## What you will do
Will you write out all the entries below exactly?
-- Supplied material follows --
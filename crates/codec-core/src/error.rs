//! Error handling for the codec library
//!
//! Errors only surface at the frame-level API boundary (configuration,
//! frame length checks and payload validation). The per-sample codec steps
//! used by real-time processing saturate instead of failing.

#![allow(missing_docs)]

use std::fmt;
use thiserror::Error;

/// Result type alias for codec operations
pub type Result<T> = std::result::Result<T, CodecError>;

/// Error type for codec operations
#[derive(Error, Debug, Clone, PartialEq, Eq)]
pub enum CodecError {
    /// Invalid codec configuration
    #[error("Invalid codec configuration: {details}")]
    InvalidConfig { details: String },

    /// Unsupported codec type
    #[error("Unsupported codec type: {codec_type}")]
    UnsupportedCodec { codec_type: String },

    /// Invalid audio format
    #[error("Invalid audio format: {details}")]
    InvalidFormat { details: String },

    /// Invalid frame size
    #[error("Invalid frame size: expected {expected}, got {actual}")]
    InvalidFrameSize { expected: usize, actual: usize },

    /// Invalid sample rate
    #[error("Invalid sample rate: {rate}Hz (supported: {supported:?})")]
    InvalidSampleRate { rate: u32, supported: Vec<u32> },

    /// Invalid channel count
    #[error("Invalid channel count: {channels} (supported: {supported:?})")]
    InvalidChannelCount { channels: u8, supported: Vec<u8> },

    /// Buffer too small for operation
    #[error("Buffer too small: need {needed} bytes, got {actual}")]
    BufferTooSmall { needed: usize, actual: usize },

    /// Invalid payload data
    #[error("Invalid payload data: {details}")]
    InvalidPayload { details: String },

    /// Feature not enabled
    #[error("Feature not enabled: {feature} (enable with --features {feature})")]
    FeatureNotEnabled { feature: String },

    /// I/O operation failed
    #[error("I/O operation failed: {reason}")]
    IoError { reason: String },
}

impl CodecError {
    /// Create a new invalid configuration error
    pub fn invalid_config(details: impl Into<String>) -> Self {
        Self::InvalidConfig {
            details: details.into(),
        }
    }

    /// Create a new unsupported codec error
    pub fn unsupported_codec(codec_type: impl Into<String>) -> Self {
        Self::UnsupportedCodec {
            codec_type: codec_type.into(),
        }
    }

    /// Create a new invalid format error
    pub fn invalid_format(details: impl Into<String>) -> Self {
        Self::InvalidFormat {
            details: details.into(),
        }
    }

    /// Create a new invalid payload error
    pub fn invalid_payload(details: impl Into<String>) -> Self {
        Self::InvalidPayload {
            details: details.into(),
        }
    }

    /// Create a new feature not enabled error
    pub fn feature_not_enabled(feature: impl Into<String>) -> Self {
        Self::FeatureNotEnabled {
            feature: feature.into(),
        }
    }

    /// Check if this error is recoverable
    ///
    /// A recoverable error concerns a single frame or buffer; the codec that
    /// produced it keeps its state and can accept the next frame.
    pub fn is_recoverable(&self) -> bool {
        match self {
            Self::InvalidConfig { .. }
            | Self::UnsupportedCodec { .. }
            | Self::InvalidSampleRate { .. }
            | Self::InvalidChannelCount { .. }
            | Self::FeatureNotEnabled { .. } => false,

            Self::InvalidFormat { .. }
            | Self::InvalidFrameSize { .. }
            | Self::BufferTooSmall { .. }
            | Self::InvalidPayload { .. }
            | Self::IoError { .. } => true,
        }
    }

    /// Get the error category
    pub fn category(&self) -> ErrorCategory {
        match self {
            Self::InvalidConfig { .. }
            | Self::UnsupportedCodec { .. }
            | Self::InvalidSampleRate { .. }
            | Self::InvalidChannelCount { .. }
            | Self::FeatureNotEnabled { .. } => ErrorCategory::Configuration,

            Self::InvalidFormat { .. }
            | Self::InvalidFrameSize { .. }
            | Self::InvalidPayload { .. } => ErrorCategory::Processing,

            Self::BufferTooSmall { .. } => ErrorCategory::Memory,

            Self::IoError { .. } => ErrorCategory::Io,
        }
    }
}

/// Error category for grouping related errors
#[derive(Debug, Clone, Copy, PartialEq, Eq)]
pub enum ErrorCategory {
    /// Configuration and parameter errors
    Configuration,
    /// Audio processing errors
    Processing,
    /// Memory management errors
    Memory,
    /// I/O related errors
    Io,
}

impl fmt::Display for ErrorCategory {
    fn fmt(&self, f: &mut fmt::Formatter<'_>) -> fmt::Result {
        match self {
            Self::Configuration => write!(f, "Configuration"),
            Self::Processing => write!(f, "Processing"),
            Self::Memory => write!(f, "Memory"),
            Self::Io => write!(f, "I/O"),
        }
    }
}

/// Convert from I/O errors
impl From<std::io::Error> for CodecError {
    fn from(error: std::io::Error) -> Self {
        Self::IoError {
            reason: error.to_string(),
        }
    }
}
-- Supplied material concluded --
## The answer
filename crates/codec-core/src/error.rs
//! Error handling for the codec library
//!
//! Errors only surface at the frame-level API boundary (configuration,
//! frame length checks and payload validation). The per-sample codec steps
//! used by real-time processing saturate instead of failing.

#![allow(missing_docs)]

use std::fmt;
use thiserror::Error;

/// Result type alias for codec operations
pub type Result<T> = std::result::Result<T, CodecError>;

/// Error type for codec operations
#[derive(Error, Debug, Clone, PartialEq, Eq)]
pub enum CodecError {
    /// Invalid codec configuration
    #[error("Invalid codec configuration: {details}")]
    InvalidConfig { details: String },

    /// Unsupported codec type
    #[error("Unsupported codec type: {codec_type}")]
    UnsupportedCodec { codec_type: String },

    /// Invalid audio format
    #[error("Invalid audio format: {details}")]
    InvalidFormat { details: String },

    /// Invalid frame size
    #[error("Invalid frame size: expected {expected}, got {actual}")]
    InvalidFrameSize { expected: usize, actual: usize },

    /// Invalid sample rate
    #[error("Invalid sample rate: {rate}Hz (supported: {supported:?})")]
    InvalidSampleRate { rate: u32, supported: Vec<u32> },

    /// Invalid channel count
    #[error("Invalid channel count: {channels} (supported: {supported:?})")]
    InvalidChannelCount { channels: u8, supported: Vec<u8> },

    /// Buffer too small for operation
    #[error("Buffer too small: need {needed} bytes, got {actual}")]
    BufferTooSmall { needed: usize, actual: usize },

    /// Invalid payload data
    #[error("Invalid payload data: {details}")]
    InvalidPayload { details: String },

    /// Feature not enabled
    #[error("Feature not enabled: {feature} (enable with --features {feature})")]
    FeatureNotEnabled { feature: String },

    /// I/O operation failed
    #[error("I/O operation failed: {reason}")]
    IoError { reason: String },
}

impl CodecError {
    /// Create a new invalid configuration error
    pub fn invalid_config(details: impl Into<String>) -> Self {
        Self::InvalidConfig {
            details: details.into(),
        }
    }

    /// Create a new unsupported codec error
    pub fn unsupported_codec(codec_type: impl Into<String>) -> Self {
        Self::UnsupportedCodec {
            codec_type: codec_type.into(),
        }
    }

    /// Create a new invalid format error
    pub fn invalid_format(details: impl Into<String>) -> Self {
        Self::InvalidFormat {
            details: details.into(),
        }
    }

    /// Create a new invalid payload error
    pub fn invalid_payload(details: impl Into<String>) -> Self {
        Self::InvalidPayload {
            details: details.into(),
        }
    }

    /// Create a new feature not enabled error
    pub fn feature_not_enabled(feature: impl Into<String>) -> Self {
        Self::FeatureNotEnabled {
            feature: feature.into(),
        }
    }

    /// Check if this error is recoverable
    ///
    /// A recoverable error concerns a single frame or buffer; the codec that
    /// produced it keeps its state and can accept the next frame.
    pub fn is_recoverable(&self) -> bool {
        match self {
            Self::InvalidConfig { .. }
            | Self::UnsupportedCodec { .. }
            | Self::InvalidSampleRate { .. }
            | Self::InvalidChannelCount { .. }
            | Self::FeatureNotEnabled { .. } => false,

            Self::InvalidFormat { .. }
            | Self::InvalidFrameSize { .. }
            | Self::BufferTooSmall { .. }
            | Self::InvalidPayload { .. }
            | Self::IoError { .. } => true,
        }
    }

    /// Get the error category
    pub fn category(&self) -> ErrorCategory {
        match self {
            Self::InvalidConfig { .. }
            | Self::UnsupportedCodec { .. }
            | Self::InvalidSampleRate { .. }
            | Self::InvalidChannelCount { .. }
            | Self::FeatureNotEnabled { .. } => ErrorCategory::Configuration,

            Self::InvalidFormat { .. }
            | Self::InvalidFrameSize { .. }
            | Self::InvalidPayload { .. } => ErrorCategory::Processing,

            Self::BufferTooSmall { .. } => ErrorCategory::Memory,

            Self::IoError { .. } => ErrorCategory::Io,
        }
    }
}

/// Error category for grouping related errors
#[derive(Debug, Clone, Copy, PartialEq, Eq)]
pub enum ErrorCategory {
    /// Configuration and parameter errors
    Configuration,
    /// Audio processing errors
    Processing,
    /// Memory management errors
    Memory,
    /// I/O related errors
    Io,
}

impl fmt::Display for ErrorCategory {
    fn fmt(&self, f: &mut fmt::Formatter<'_>) -> fmt::Result {
        match self {
            Self::Configuration => write!(f, "Configuration"),
            Self::Processing => write!(f, "Processing"),
            Self::Memory => write!(f, "Memory"),
            Self::Io => write!(f, "I/O"),
        }
    }
}

/// Convert from I/O errors
impl From<std::io::Error> for CodecError {
    fn from(error: std::io::Error) -> Self {
        Self::IoError {
            reason: error.to_string(),
        }
    }
}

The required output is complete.